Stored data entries
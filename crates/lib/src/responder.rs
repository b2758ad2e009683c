//! Inline replies for everything except full briefs.

use crate::intent::Intent;
use crate::llm::{chat_with_timeout, ChatMessage, LlmBackend};
use crate::replies;
use std::time::Duration;

/// Build the inline reply for `intent`. Only `SupportQuestion` touches the network (one LLM call,
/// bounded by `timeout`); a failed call yields the support fallback text.
pub async fn respond(
    intent: Intent,
    body: &str,
    llm: &dyn LlmBackend,
    timeout: Duration,
) -> String {
    match intent {
        Intent::Greeting => replies::WELCOME.to_string(),
        Intent::Help => replies::HELP.to_string(),
        Intent::AmbiguousIdea => replies::CLARIFY.to_string(),
        Intent::FullBrief => replies::HOLDING.to_string(),
        Intent::SupportQuestion => {
            let messages = vec![ChatMessage::user(replies::support_prompt(body))];
            match chat_with_timeout(llm, messages, timeout).await {
                Ok(text) => text,
                Err(e) => {
                    log::warn!("responder: support answer failed: {}", e);
                    replies::SUPPORT_FALLBACK.to_string()
                }
            }
        }
    }
}
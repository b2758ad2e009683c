//! Configuration types and loading.
//!
//! Config is loaded from a JSON file (e.g. `~/.projbot/config.json`) and environment.
//! Secrets (Gemini key, Twilio credentials) are normally supplied through the environment;
//! env always wins over the file, and blank values count as unset.

use anyhow::{Context, Result};
use serde::{Deserialize, Serialize};
use std::path::PathBuf;
use std::time::Duration;

/// Top-level application config.
#[derive(Debug, Clone, Default, Serialize, Deserialize)]
#[serde(rename_all = "camelCase")]
pub struct Config {
    /// Webhook server settings.
    #[serde(default)]
    pub gateway: GatewayConfig,

    /// Gemini model settings.
    #[serde(default)]
    pub llm: LlmConfig,

    /// Channel settings (Twilio WhatsApp).
    #[serde(default)]
    pub channels: ChannelsConfig,

    /// Background brief execution limits.
    #[serde(default)]
    pub dispatch: DispatchConfig,

    /// Startup behaviour.
    #[serde(default)]
    pub bootstrap: BootstrapConfig,
}

/// Gateway bind, port, and public address.
#[derive(Debug, Clone, Serialize, Deserialize)]
#[serde(rename_all = "camelCase")]
pub struct GatewayConfig {
    /// HTTP port (default 5000).
    #[serde(default = "default_gateway_port")]
    pub port: u16,

    /// Bind address (default "127.0.0.1"; the tunnel forwards to loopback).
    #[serde(default = "default_gateway_bind")]
    pub bind: String,

    /// Public base URL the tunnel exposes (e.g. `https://abc.ngrok.app`). Overridden by PROJBOT_PUBLIC_URL.
    /// Twilio must be configured to POST to `<publicUrl>/whatsapp`.
    pub public_url: Option<String>,
}

fn default_gateway_port() -> u16 {
    5000
}

fn default_gateway_bind() -> String {
    "127.0.0.1".to_string()
}

impl Default for GatewayConfig {
    fn default() -> Self {
        Self {
            port: default_gateway_port(),
            bind: default_gateway_bind(),
            public_url: None,
        }
    }
}

/// Gemini model, sampling temperature, endpoint, and key.
#[derive(Debug, Clone, Serialize, Deserialize)]
#[serde(rename_all = "camelCase")]
pub struct LlmConfig {
    #[serde(default = "default_llm_model")]
    pub model: String,

    #[serde(default = "default_llm_temperature")]
    pub temperature: f32,

    /// API root (default https://generativelanguage.googleapis.com).
    pub base_url: Option<String>,

    /// Gemini API key. Overridden by GOOGLE_API_KEY env.
    pub api_key: Option<String>,
}

fn default_llm_model() -> String {
    "gemini-2.0-flash".to_string()
}

fn default_llm_temperature() -> f32 {
    0.7
}

impl Default for LlmConfig {
    fn default() -> Self {
        Self {
            model: default_llm_model(),
            temperature: default_llm_temperature(),
            base_url: None,
            api_key: None,
        }
    }
}

/// Per-channel config.
#[derive(Debug, Clone, Default, Serialize, Deserialize)]
#[serde(rename_all = "camelCase")]
pub struct ChannelsConfig {
    #[serde(default)]
    pub twilio: TwilioChannelConfig,
}

/// Twilio WhatsApp account. Each credential is overridden by its env var when set.
#[derive(Debug, Clone, Default, Serialize, Deserialize)]
#[serde(rename_all = "camelCase")]
pub struct TwilioChannelConfig {
    /// TWILIO_ACCOUNT_SID
    pub account_sid: Option<String>,
    /// TWILIO_AUTH_TOKEN
    pub auth_token: Option<String>,
    /// TWILIO_PHONE_NUMBER, e.g. "whatsapp:+14155238886".
    pub phone_number: Option<String>,
    /// API root (default https://api.twilio.com). Tests point this at a local server.
    pub api_base: Option<String>,
    /// Verify X-Twilio-Signature on inbound webhooks. Requires gateway.publicUrl.
    #[serde(default)]
    pub validate_signature: bool,
}

/// Limits for background brief generation and the inline support call.
#[derive(Debug, Clone, Serialize, Deserialize)]
#[serde(rename_all = "camelCase")]
pub struct DispatchConfig {
    /// Maximum crew executions running at once; further briefs wait for a slot.
    #[serde(default = "default_max_concurrent_briefs")]
    pub max_concurrent_briefs: usize,

    /// Upper bound for one full crew execution.
    #[serde(default = "default_brief_timeout_secs")]
    pub brief_timeout_secs: u64,

    /// Upper bound for the inline support-question LLM call.
    #[serde(default = "default_support_timeout_secs")]
    pub support_timeout_secs: u64,
}

fn default_max_concurrent_briefs() -> usize {
    4
}

fn default_brief_timeout_secs() -> u64 {
    600
}

fn default_support_timeout_secs() -> u64 {
    60
}

impl Default for DispatchConfig {
    fn default() -> Self {
        Self {
            max_concurrent_briefs: default_max_concurrent_briefs(),
            brief_timeout_secs: default_brief_timeout_secs(),
            support_timeout_secs: default_support_timeout_secs(),
        }
    }
}

impl DispatchConfig {
    pub fn brief_timeout(&self) -> Duration {
        Duration::from_secs(self.brief_timeout_secs.max(1))
    }

    pub fn support_timeout(&self) -> Duration {
        Duration::from_secs(self.support_timeout_secs.max(1))
    }
}

#[derive(Debug, Clone, Default, Serialize, Deserialize)]
#[serde(rename_all = "camelCase")]
pub struct BootstrapConfig {
    /// Run the self-description crew once before serving.
    #[serde(default)]
    pub self_describe: bool,
}

/// Boot-time configuration failures. Any of these stops the process before it serves.
#[derive(Debug, thiserror::Error)]
pub enum ConfigError {
    #[error("missing required secret {0} (set the environment variable or the config file entry)")]
    MissingSecret(&'static str),
    #[error("signature validation requires gateway.publicUrl (or PROJBOT_PUBLIC_URL)")]
    PublicUrlRequired,
}

/// The four credentials the bot cannot run without.
#[derive(Clone)]
pub struct Secrets {
    pub google_api_key: String,
    pub twilio_account_sid: String,
    pub twilio_auth_token: String,
    pub twilio_phone_number: String,
}

impl std::fmt::Debug for Secrets {
    fn fmt(&self, f: &mut std::fmt::Formatter<'_>) -> std::fmt::Result {
        f.debug_struct("Secrets")
            .field("twilio_account_sid", &self.twilio_account_sid)
            .field("twilio_phone_number", &self.twilio_phone_number)
            .finish_non_exhaustive()
    }
}

fn non_empty(s: &str) -> Option<String> {
    let t = s.trim();
    if t.is_empty() {
        None
    } else {
        Some(t.to_string())
    }
}

/// Lookup value for `name` if set and non-blank, otherwise the trimmed config value.
fn env_or<F>(lookup: &F, name: &str, from_config: Option<&String>) -> Option<String>
where
    F: Fn(&str) -> Option<String>,
{
    lookup(name)
        .and_then(|s| non_empty(&s))
        .or_else(|| from_config.and_then(|s| non_empty(s)))
}

fn process_env(name: &str) -> Option<String> {
    std::env::var(name).ok()
}

/// Resolve all required secrets. Env overrides config; a missing one is fatal.
pub fn resolve_secrets(config: &Config) -> Result<Secrets, ConfigError> {
    resolve_secrets_with(config, process_env)
}

/// Same as [`resolve_secrets`] with an explicit variable lookup.
pub fn resolve_secrets_with<F>(config: &Config, lookup: F) -> Result<Secrets, ConfigError>
where
    F: Fn(&str) -> Option<String>,
{
    let twilio = &config.channels.twilio;
    let google_api_key = env_or(&lookup, "GOOGLE_API_KEY", config.llm.api_key.as_ref())
        .ok_or(ConfigError::MissingSecret("GOOGLE_API_KEY"))?;
    let twilio_account_sid = env_or(&lookup, "TWILIO_ACCOUNT_SID", twilio.account_sid.as_ref())
        .ok_or(ConfigError::MissingSecret("TWILIO_ACCOUNT_SID"))?;
    let twilio_auth_token = env_or(&lookup, "TWILIO_AUTH_TOKEN", twilio.auth_token.as_ref())
        .ok_or(ConfigError::MissingSecret("TWILIO_AUTH_TOKEN"))?;
    let twilio_phone_number = env_or(&lookup, "TWILIO_PHONE_NUMBER", twilio.phone_number.as_ref())
        .ok_or(ConfigError::MissingSecret("TWILIO_PHONE_NUMBER"))?;
    Ok(Secrets {
        google_api_key,
        twilio_account_sid,
        twilio_auth_token,
        twilio_phone_number,
    })
}

/// Resolve only the Gemini key (for commands that never touch Twilio).
pub fn resolve_google_api_key(config: &Config) -> Result<String, ConfigError> {
    env_or(&process_env, "GOOGLE_API_KEY", config.llm.api_key.as_ref())
        .ok_or(ConfigError::MissingSecret("GOOGLE_API_KEY"))
}

/// Resolve the public base URL: env PROJBOT_PUBLIC_URL overrides config. Trailing slashes are dropped.
pub fn resolve_public_url(config: &Config) -> Option<String> {
    env_or(&process_env, "PROJBOT_PUBLIC_URL", config.gateway.public_url.as_ref())
        .map(|u| u.trim_end_matches('/').to_string())
}

/// Full webhook URL Twilio should call (and sign).
pub fn webhook_url(public_url: &str) -> String {
    format!("{}{}", public_url.trim_end_matches('/'), crate::gateway::WEBHOOK_PATH)
}

/// True if the bind address is loopback (127.0.0.1, ::1, etc.).
pub fn is_loopback_bind(bind: &str) -> bool {
    let b = bind.trim();
    b == "127.0.0.1" || b == "::1" || b == "localhost"
}

/// Resolve config path from env or default.
pub fn default_config_path() -> PathBuf {
    std::env::var("PROJBOT_CONFIG_PATH").map(PathBuf::from).unwrap_or_else(|_| {
        dirs::home_dir()
            .map(|h| h.join(".projbot").join("config.json"))
            .unwrap_or_else(|| PathBuf::from("config.json"))
    })
}

/// Load config from the given path, PROJBOT_CONFIG_PATH, or the default. Missing file => default config.
/// Returns the config and the path that was used.
pub fn load_config(path: Option<PathBuf>) -> Result<(Config, PathBuf)> {
    let path = path.unwrap_or_else(default_config_path);
    let config = if !path.exists() {
        log::debug!("config file not found, using defaults: {}", path.display());
        Config::default()
    } else {
        let s = std::fs::read_to_string(&path)
            .with_context(|| format!("reading config from {}", path.display()))?;
        serde_json::from_str(&s)
            .with_context(|| format!("parsing config from {}", path.display()))?
    };
    Ok((config, path))
}
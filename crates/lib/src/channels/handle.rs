//! Outbound channel seam.

use async_trait::async_trait;

#[derive(Debug, thiserror::Error)]
pub enum ChannelError {
    #[error("channel request failed: {0}")]
    Request(#[from] reqwest::Error),
    #[error("channel api error: {0}")]
    Api(String),
}

/// Handle to a channel that can push a message to an address out-of-band.
#[async_trait]
pub trait ChannelHandle: Send + Sync {
    /// Channel id (e.g. "twilio").
    fn id(&self) -> &str;
    /// Send a text message to a destination address. Best effort: one attempt, no retry.
    async fn send_message(&self, to: &str, text: &str) -> Result<(), ChannelError>;
}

Exercise goal | Only the lines with the string "variable" are wanted; pick them out of the records above and copy them.

Reply |
    #[error("missing required secret {0} (set the environment variable or the config file entry)")]
/// Same as [`resolve_secrets`] with an explicit variable lookup.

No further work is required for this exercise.